▶ WORK REQUIRED: Produce an exact transcript of all the records.

▶ GIVEN INFORMATION:
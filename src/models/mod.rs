pub mod booking;
pub mod car;
pub mod customer;
pub mod payment;
pub mod tenant;
pub mod webhook;

pub use booking::{Booking, BookingStatus};
pub use car::{Car, CarStatus};
pub use customer::Customer;
pub use payment::{Payment, PaymentStatus};
pub use tenant::Tenant;
pub use webhook::WebhookRegistration;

▶ WRITTEN REPLY:
filename src/models/mod.rs
pub mod booking;
pub mod car;
pub mod customer;
pub mod payment;
pub mod tenant;
pub mod webhook;

pub use booking::{Booking, BookingStatus};
pub use car::{Car, CarStatus};
pub use customer::Customer;
pub use payment::{Payment, PaymentStatus};
pub use tenant::Tenant;
pub use webhook::WebhookRegistration;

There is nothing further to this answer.